# Skillet Cheese Bread



## zippy12 (Jan 27, 2019)

https://www.jocooks.com/recipes/no-...UMTMmS5WYW8tMqptO1-0Hd73eE7Wpm-HehSaeXJpd9pVM








Rise until 2X size






2nd rise in greased CI


















in 5  min 1/2 the bread is gone!


----------



## WillRunForQue (Jan 27, 2019)

I was just thinking about what bread to make tonight, will definitely give this one a try.  Thanks Z!


----------



## HalfSmoked (Jan 27, 2019)

Looks awesome zippy. My mom use to make regular biscuit dough in the fry pan out side when we had fish fries.

Warren


----------



## Hawging It (Jan 27, 2019)

Looks very good! Do you ever add diced raw jalapenos?


----------



## zippy12 (Jan 27, 2019)

Thanks I6 HS and Hawg

Hawging It
First time making this... but I don't thing jalapenos would hurt..


----------



## chilerelleno (Jan 27, 2019)

Mmmm, that looks like it'd be good slathered with some chile.


----------



## HalfSmoked (Jan 27, 2019)

Thanks for the like hawging

Warren


----------



## HalfSmoked (Jan 27, 2019)

Zippy What was the meal with this??

Warren


----------



## zippy12 (Jan 27, 2019)

HS I used as an appetizer.  Meal was flank steak sammies with saute peppers and onions.


----------



## GaryHibbert (Jan 27, 2019)

That looks good.  I'm going to make some for supper tonight.
Thanks for posting.
Gary


----------



## Bearcarver (Jan 27, 2019)

Looks Mighty Tasty from the Den!!
Nice Job!
Like.

Bear


----------



## Winterrider (Jan 30, 2019)

Zippy, spun one of these up the other night when I was bored. Very easy and quite good. Thanks for post.


----------



## pc farmer (Jan 30, 2019)

How did I miss this zip?  Looks great, something I need to try.


----------



## WillRunForQue (Jan 30, 2019)

Ours was tasty too, finished the last slices off today.  I just have to bake these Dutch oven breads earlier.  Instead of cutting it almost straight out of the oven like I did, I needed to let it cool longer before slicing.  4 hungry mouths drooling over it might have had something to do with that!  Thanks again for sharing!


----------



## flatbroke (Jan 30, 2019)

wow zippy, looks great,  fast rise?


----------



## Steve H (Jan 31, 2019)

Point!

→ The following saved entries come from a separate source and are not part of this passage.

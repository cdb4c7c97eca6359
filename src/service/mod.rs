//! Service layer: relay protocol orchestration.
//!
//! [`Dispatcher`] interprets inbound events, updates the relay tables
//! and routes outbound events to the right channels.

pub mod dispatcher;

pub use dispatcher::Dispatcher;
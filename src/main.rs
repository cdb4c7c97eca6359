//! ride-relay server entry point.
//!
//! Starts the Axum HTTP server with the WebSocket relay and REST endpoints.

use tracing_subscriber::EnvFilter;

use ride_relay::app_state::AppState;
use ride_relay::config::{LogFormat, RelayConfig};
use ride_relay::server::build_app;
use ride_relay::service::Dispatcher;

#[tokio::main]
async fn main() -> anyhow::Result<()> {
    // Load configuration
    let config = RelayConfig::from_env()?;

    // Initialize tracing
    let filter = EnvFilter::try_from_default_env().unwrap_or_else(|_| EnvFilter::new("info"));
    match config.log_format {
        LogFormat::Json => tracing_subscriber::fmt()
            .json()
            .with_env_filter(filter)
            .init(),
        LogFormat::Text => tracing_subscriber::fmt().with_env_filter(filter).init(),
    }
    tracing::info!(addr = %config.listen_addr, "starting ride-relay");

    // Relay tables live for the whole process
    let dispatcher = Dispatcher::new(config.outbound_buffer_capacity);
    let app = build_app(AppState::new(dispatcher), &config);

    // Start server
    let listener = tokio::net::TcpListener::bind(config.listen_addr).await?;
    tracing::info!(addr = %config.listen_addr, "server listening");

    axum::serve(listener, app)
        .with_graceful_shutdown(shutdown_signal())
        .await?;

    tracing::info!("server stopped");
    Ok(())
}

async fn shutdown_signal() {
    if let Err(err) = tokio::signal::ctrl_c().await {
        tracing::error!(error = %err, "failed to listen for shutdown signal");
        std::future::pending::<()>().await;
    }
}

I'll be giving this a spin.


----------



## GATOR240 (Jan 31, 2019)

Looks tasty Zippy. The wife just asked me the other day about getting some flank steak, so I guess I'm going to try this out soon. like.


----------



## HalfSmoked (Jan 31, 2019)

GATOR240 said:


> Looks tasty Zippy. The wife just asked me the other day about getting some flank steak, so I guess I'm going to try this out soon. like.



Best listen to the one whom you must obey.

Warren


----------



## HalfSmoked (Jan 31, 2019)

pc farmer said:


> How did I miss this zip?  Looks great, something I need to try.


 Practice up Farmer the gathering coming.

Warren


----------



## GATOR240 (Jan 31, 2019)

HalfSmoked said:


> Best listen to the one whom you must obey.
> 
> Warren


Always. Well almost always.


----------



## disco (Jan 31, 2019)

Looks very tasty!


----------



## HalfSmoked (Jan 31, 2019)

Thanks Flatbroke for the like.

Warren


----------



## SecondHandSmoker (Feb 3, 2019)

Cheese, CI skillet, bread.  What is there to not like?  
Nice job Zip.


----------